Increased risk of chronic lymphocytic leukaemia among cancer survivors in the Netherlands: increased detection, causal factors or both?

Broek, E.; Liu, L.; Posthuma, E.; Janssen-Heijnen, M.; Coebergh, J.; Soerjomataram, I.
January 2014
Annals of Hematology;Jan2014, Vol. 93 Issue 1, p157
Academic Journal
We assessed the risk of chronic lymphocytic leukaemia (CLL) following earlier primary malignancies (EPM) to explore the extent and determinants of this risk. We used the Netherlands Cancer Registry data of 1,313,232 cancer survivors who were at risk to be subsequently diagnosed with CLL between 1989 and 2008. Cancer survivors were categorized based on gender, age, time since diagnosis of EPM and type of EPM. CLL was regarded synchronous when diagnosed within 3 months after diagnosis of EPM; metachronous CLLs were those diagnosed later.
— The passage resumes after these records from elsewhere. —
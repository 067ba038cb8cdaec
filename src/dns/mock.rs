//! In-memory resolver for tests and offline runs.

use std::collections::{HashMap, HashSet};
use std::net::{Ipv4Addr, Ipv6Addr};
use std::sync::{Arc, Mutex, MutexGuard, PoisonError};
use std::time::Duration;

use super::records::{DnsError, DnsRecord, RecordType};
use super::resolver::DnsResolver;

type Key = (String, RecordType);

#[derive(Default)]
struct MockState {
    records: HashMap<Key, Vec<DnsRecord>>,
    nxdomain: HashSet<String>,
    failures: HashMap<Key, DnsError>,
    /// Failures consumed one per query before falling through to the data.
    transient: HashMap<Key, Vec<DnsError>>,
    delays: HashMap<String, Duration>,
    queries: HashMap<Key, usize>,
}

/// Static DNS data with injectable failures, latency and query counters.
///
/// Clones share state, so a test can keep a handle and inspect counters after a scan.
#[derive(Clone, Default)]
pub struct MockResolver {
    state: Arc<Mutex<MockState>>,
}

impl MockResolver {
    pub fn new() -> Self {
        Self::default()
    }

    fn state(&self) -> MutexGuard<'_, MockState> {
        self.state.lock().unwrap_or_else(PoisonError::into_inner)
    }

    fn push(&self, name: &str, record_type: RecordType, record: DnsRecord) {
        self.state()
            .records
            .entry(key(name, record_type))
            .or_default()
            .push(record);
    }

    pub fn add_txt(&self, name: &str, value: &str) {
        self.push(name, RecordType::Txt, DnsRecord::Txt(value.to_string()));
    }

    pub fn add_mx(&self, name: &str, preference: u16, exchange: &str) {
        self.push(
            name,
            RecordType::Mx,
            DnsRecord::Mx {
                preference,
                exchange: exchange.trim_end_matches('.').to_lowercase(),
            },
        );
    }

    pub fn add_a(&self, name: &str, addr: Ipv4Addr) {
        self.push(name, RecordType::A, DnsRecord::A(addr));
    }

    pub fn add_aaaa(&self, name: &str, addr: Ipv6Addr) {
        self.push(name, RecordType::Aaaa, DnsRecord::Aaaa(addr));
    }

    /// Every query for `name`, whatever the type, answers NXDOMAIN.
    pub fn set_nxdomain(&self, name: &str) {
        self.state().nxdomain.insert(normalize(name));
    }

    /// Every query for `(name, record_type)` fails with `error`.
    pub fn fail(&self, name: &str, record_type: RecordType, error: DnsError) {
        self.state()
            .failures
            .insert(key(name, record_type), error);
    }

    /// The next `times` queries for `(name, record_type)` fail with `error`.
    pub fn fail_times(&self, name: &str, record_type: RecordType, error: DnsError, times: usize) {
        self.state()
            .transient
            .entry(key(name, record_type))
            .or_default()
            .extend(std::iter::repeat(error).take(times));
    }

    /// Queries for `name` wait `delay` before answering.
    pub fn set_delay(&self, name: &str, delay: Duration) {
        self.state().delays.insert(normalize(name), delay);
    }

    /// Number of queries received for `(name, record_type)`.
    pub fn query_count(&self, name: &str, record_type: RecordType) -> usize {
        self.state()
            .queries
            .get(&key(name, record_type))
            .copied()
            .unwrap_or(0)
    }

    /// Number of queries received in total.
    pub fn total_queries(&self) -> usize {
        self.state().queries.values().sum()
    }

    fn answer(&self, name: &str, record_type: RecordType) -> (Option<Duration>, Result<Vec<DnsRecord>, DnsError>) {
        let mut state = self.state();
        let key = key(name, record_type);
        *state.queries.entry(key.clone()).or_insert(0) += 1;
        let delay = state.delays.get(&key.0).copied();

        if let Some(queue) = state.transient.get_mut(&key) {
            if !queue.is_empty() {
                return (delay, Err(queue.remove(0)));
            }
        }
        if let Some(error) = state.failures.get(&key) {
            return (delay, Err(error.clone()));
        }
        if state.nxdomain.contains(&key.0) {
            return (delay, Err(DnsError::NxDomain));
        }
        let records = state.records.get(&key).cloned().unwrap_or_default();
        (delay, Ok(records))
    }
}

impl DnsResolver for MockResolver {
    async fn lookup(
        &self,
        name: &str,
        record_type: RecordType,
    ) -> Result<Vec<DnsRecord>, DnsError> {
        let (delay, result) = self.answer(name, record_type);
        if let Some(delay) = delay {
            tokio::time::sleep(delay).await;
        }
        result
    }
}

fn normalize(name: &str) -> String {
    name.trim_end_matches('.').to_lowercase()
}

fn key(name: &str, record_type: RecordType) -> Key {
    (normalize(name), record_type)
}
Overall, we found that cancer survivors had a 90 % higher risk to be diagnosed with CLL than the general population. In the first year after diagnosis, we found a more than four-fold increased risk of CLL (standardized incidence ratio (SIR), 4.4; 95 % confidence interval (CI), 4.1-4.8); however, no increased risk was observed after excluding synchronous cases. After 1 year, the excess risk of subsequent CLL ranged from 1.2 to 1.8. An increased risk for metachronous CLL was found in prostate (SIR 1.3; 95 % CI 1.1-1.5) and squamous cell skin cancer survivors (SIR 2.3; 95 % CI 1.9-2.7). Intensive clinical checkups after/around diagnosis of the EPM seemed to be the main cause for the increased risk of CLL among cancer survivors. However, possible shared risk factors between prostate cancer and CLL and skin cancer and CLL cannot be excluded. Further clinical research aimed at CLL as subsequent primary malignancy (SPM) is warranted to elucidate possible shared biological and predisposing risk factors.